==== Material for this task ====
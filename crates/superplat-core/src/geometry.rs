use serde::{Deserialize, Serialize};

pub use glam::Vec2;

/// Axis-aligned rectangle in world units, origin at the top-left corner.
///
/// World space follows screen conventions: +Y points down, so `top() < bottom()`.
#[derive(Debug, Clone, Copy, Default, PartialEq, Serialize, Deserialize)]
pub struct Rect {
    pub x: f32,
    pub y: f32,
    pub width: f32,
    pub height: f32,
}

impl Rect {
    pub const fn new(x: f32, y: f32, width: f32, height: f32) -> Self {
        Self {
            x,
            y,
            width,
            height,
        }
    }

    /// Collision rectangle of a body at `position` with the given size, inset by `padding`.
    ///
    /// Horizontal padding is applied on both sides, vertical padding only at the top,
    /// so the bottom edge always sits at `position.y + height` (feet stay on the ground).
    pub fn inset(position: Vec2, width: u32, height: u32, padding: Vec2) -> Self {
        Self {
            x: position.x + padding.x,
            y: position.y + padding.y,
            width: width as f32 - padding.x * 2.0,
            height: height as f32 - padding.y,
        }
    }

    pub fn left(&self) -> f32 {
        self.x
    }

    pub fn right(&self) -> f32 {
        self.x + self.width
    }

    pub fn top(&self) -> f32 {
        self.y
    }

    pub fn bottom(&self) -> f32 {
        self.y + self.height
    }

    /// Strict overlap test. Rectangles that only share an edge do not intersect.
    pub fn intersects(&self, other: &Rect) -> bool {
        other.left() < self.right()
            && self.left() < other.right()
            && other.top() < self.bottom()
            && self.top() < other.bottom()
    }
}

#[cfg(test)]
mod tests {
    use super::*;

    #[test]
    fn edges_follow_screen_space() {
        let r = Rect::new(2.0, 3.0, 4.0, 5.0);
        assert_eq!(r.left(), 2.0);
        assert_eq!(r.right(), 6.0);
        assert_eq!(r.top(), 3.0);
        assert_eq!(r.bottom(), 8.0);
    }

    #[test]
    fn inset_keeps_bottom_edge() {
        let r = Rect::inset(Vec2::new(10.0, 20.0), 16, 22, Vec2::new(3.0, 3.0));
        assert_eq!(r.left(), 13.0);
        assert_eq!(r.right(), 23.0);
        assert_eq!(r.top(), 23.0);
        assert_eq!(r.bottom(), 42.0, "bottom must equal position.y + height");
    }

    #[test]
    fn touching_rects_do_not_intersect() {
        let a = Rect::new(0.0, 0.0, 4.0, 4.0);
        let b = Rect::new(4.0, 0.0, 4.0, 4.0);
        let c = Rect::new(0.0, 4.0, 4.0, 4.0);
        assert!(!a.intersects(&b));
        assert!(!a.intersects(&c));
    }

    #[test]
    fn overlapping_rects_intersect_symmetrically() {
        let a = Rect::new(0.0, 0.0, 4.0, 4.0);
        let b = Rect::new(3.5, 3.5, 4.0, 4.0);
        assert!(a.intersects(&b));
        assert!(b.intersects(&a));
    }
}
impl Scene<'_> {
    fn body(&self, handle: Handle) -> Option<&Body> {
        body_of(self.tiles, &*self.entities, handle)
    }

    fn candidate_accepts(&self, candidate: Handle, mover: &Body, axis: Axis) -> bool {
        match candidate {
            Handle::Tile(i) => self
                .tiles
                .get(i)
                .is_some_and(|t| t.is_collidable(mover, axis)),
            Handle::Entity(i) => self
                .entities
                .get(i)
                .is_some_and(|e| e.body.collidable && !e.body.is_destroyed()),
        }
    }

    fn dispatch(&mut self, mover: Handle, hit: CollisionResult<Handle>, axis: Axis) {
        tracing::trace!(
            ?mover,
            candidate = ?hit.candidate,
            side = ?hit.side,
            ?axis,
            penetration = hit.penetration,
            "contact"
        );
        let (candidate, penetration) = (hit.candidate, hit.penetration);
        if let Some(reaction) = self.notify(mover, candidate, penetration, hit.side, axis) {
            self.apply(candidate, reaction);
        }
        if let Some(reaction) =
            self.notify(candidate, mover, penetration, hit.opposite_side, axis)
        {
            self.apply(mover, reaction);
        }
    }

    /// Deliver one side of a contact. Tiles have no handler.
    fn notify(
        &mut self,
        receiver: Handle,
        other: Handle,
        penetration: f32,
        side: Side,
        axis: Axis,
    ) -> Option<Reaction> {
        let Handle::Entity(r) = receiver else {
            return None;
        };
        match other {
            Handle::Tile(t) => {
                let tiles = self.tiles;
                let tile = tiles.get(t)?;
                let contact = Contact {
                    other: &tile.body,
                    other_kind: tile.entity_kind(),
                    penetration,
                    side,
                    axis,
                    from_bounds: tile.body.previous_bounds(),
                };
                let (behavior, actor) = self.entities.get_mut(r)?.split();
                behavior.on_collision(actor, &contact, self.ctx)
            },
            Handle::Entity(o) => {
                let (receiver, other) = pair_mut(self.entities, r, o)?;
                let contact = Contact {
                    other: &other.body,
                    other_kind: other.kind(),
                    penetration,
                    side,
                    axis,
                    from_bounds: other.body.previous_bounds(),
                };
                let (behavior, actor) = receiver.split();
                behavior.on_collision(actor, &contact, self.ctx)
            },
        }
    }

    fn apply(&mut self, target: Handle, reaction: Reaction) {
        let Handle::Entity(i) = target else {
            return;
        };
        if let Some(entity) = self.entities.get_mut(i) {
            let (behavior, actor) = entity.split();
            behavior.react(actor, reaction, self.ctx);
        }
    }
}

impl CollisionWorld for Scene<'_> {
    type Handle = Handle;

    fn body_mut(&mut self, handle: Handle) -> Option<&mut Body> {
        match handle {
            // Static geometry is never integrated.
            Handle::Tile(_) => None,
            Handle::Entity(i) => self.entities.get_mut(i).map(|e| &mut e.body),
        }
    }

    fn test_collisions(&mut self, mover: Handle, axis: Axis) {
        self.broadphase.ensure_built(self.tiles, &*self.entities);
        let Some(origin) = self.body(mover).map(|b| b.position) else {
            return;
        };
        let tiles = self.tiles;
        let entities: &[Entity] = &*self.entities;
        let nearest = self
            .broadphase
            .nearest(origin, |h| body_of(tiles, entities, h).map(|b| b.position));

        for candidate in nearest {
            if candidate == mover {
                continue;
            }
            let (Some(mover_body), Some(candidate_body)) =
                (self.body(mover), self.body(candidate))
            else {
                continue;
            };
            // A handler may have taken the mover out of play mid-query.
            if !mover_body.collidable {
                break;
            }
            if !self.candidate_accepts(candidate, mover_body, axis) {
                continue;
            }
            let hit = test_aabb(&mover_body.bounds(), candidate, &candidate_body.bounds());
            if let Some(hit) = hit {
                self.dispatch(mover, hit, axis);
            }
        }
    }

    fn level_width(&self) -> f32 {
        self.ctx.bounds.width
    }
}
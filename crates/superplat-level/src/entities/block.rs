//! Blocks the player can hit from below.

use superplat_core::animation::{Animation, AnimationId, AnimationSequencer};
use superplat_core::collision::{Axis, Side};
use superplat_core::geometry::Vec2;

use crate::behavior::{Actor, Behavior, Contact, Entity, Kind, Motion, Reaction};
use crate::body::Body;
use crate::bump::Bump;
use crate::config::LevelConfig;
use crate::context::TickContext;
use crate::entities::item;

const FULL: AnimationId = 0;
const USED: AnimationId = 1;

fn block_body(position: Vec2, size: u32) -> Body {
    let mut body = Body::new(position, size, size);
    body.checks_own_collisions = false;
    body
}

/// The player's head struck the block's underside.
fn hit_from_below(contact: &Contact<'_>) -> bool {
    contact.other_kind == Kind::Player && contact.side == Side::Bottom && contact.axis == Axis::Y
}

/// Block that pays out one coin per hit and bumps up while doing so.
#[derive(Debug, Clone)]
pub struct CoinBlock {
    coins: u32,
    bump: Bump,
}

pub fn coin_block(position: Vec2, size: u32, coins: u32, config: &LevelConfig) -> Entity {
    let frame = Vec2::splat(size as f32);
    let mut animations = AnimationSequencer::new()
        .with(Animation::strip(FULL, Vec2::new(0.0, 16.0), frame, 1, 125))
        .with(Animation::strip(USED, Vec2::new(64.0, 0.0), frame, 1, 50));
    animations.play(FULL).ok();
    let behavior = CoinBlock {
        coins,
        bump: Bump::new(config.bump_distance, config.bump_speed),
    };
    Entity::new(block_body(position, size), animations, behavior)
}

impl Behavior for CoinBlock {
    fn kind(&self) -> Kind {
        Kind::Block
    }

    fn update(&mut self, mut actor: Actor<'_>, ctx: &mut TickContext) -> Motion {
        if self.coins == 0 {
            actor.play(USED);
        }
        self.bump.update(actor.body, ctx.dt);
        Motion::Static
    }

    fn on_collision(
        &mut self,
        actor: Actor<'_>,
        contact: &Contact<'_>,
        ctx: &mut TickContext,
    ) -> Option<Reaction> {
        if hit_from_below(contact) && self.coins > 0 {
            self.coins -= 1;
            let body = &*actor.body;
            let above = body.position.y - (body.height / 2) as f32;
            let at = Vec2::new(body.position.x + 2.0, above);
            let coin = item::freed_coin(at, ctx);
            ctx.spawn(coin);
            self.bump.trigger();
            tracing::debug!(left = self.coins, "coin block hit");
        }
        None
    }
}

/// Block holding a single power-up.
#[derive(Debug, Clone)]
pub struct GiftBlock {
    has_item: bool,
}

pub fn gift_block(position: Vec2, size: u32) -> Entity {
    let frame = Vec2::splat(size as f32);
    let mut animations = AnimationSequencer::new()
        .with(Animation::strip(FULL, Vec2::ZERO, frame, 4, 150))
        .with(Animation::strip(USED, Vec2::new(64.0, 0.0), frame, 1, 50));
    animations.play(FULL).ok();
    let block = GiftBlock { has_item: true };
    Entity::new(block_body(position, size), animations, block)
}

impl Behavior for GiftBlock {
    fn kind(&self) -> Kind {
        Kind::Block
    }

    fn update(&mut self, _actor: Actor<'_>, _ctx: &mut TickContext) -> Motion {
        Motion::Static
    }

    fn on_collision(
        &mut self,
        mut actor: Actor<'_>,
        contact: &Contact<'_>,
        ctx: &mut TickContext,
    ) -> Option<Reaction> {
        if hit_from_below(contact) && self.has_item {
            self.has_item = false;
            let power_up = item::emerging_power_up(actor.body.position, ctx);
            ctx.spawn(power_up);
            actor.play(USED);
        }
        None
    }
}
====
**Brief**
Return each line of the data that contains the string "geometry".

**Expected answer**
filename crates/superplat-core/src/geometry.rs
            // Static geometry is never integrated.
use superplat_core::geometry::Vec2;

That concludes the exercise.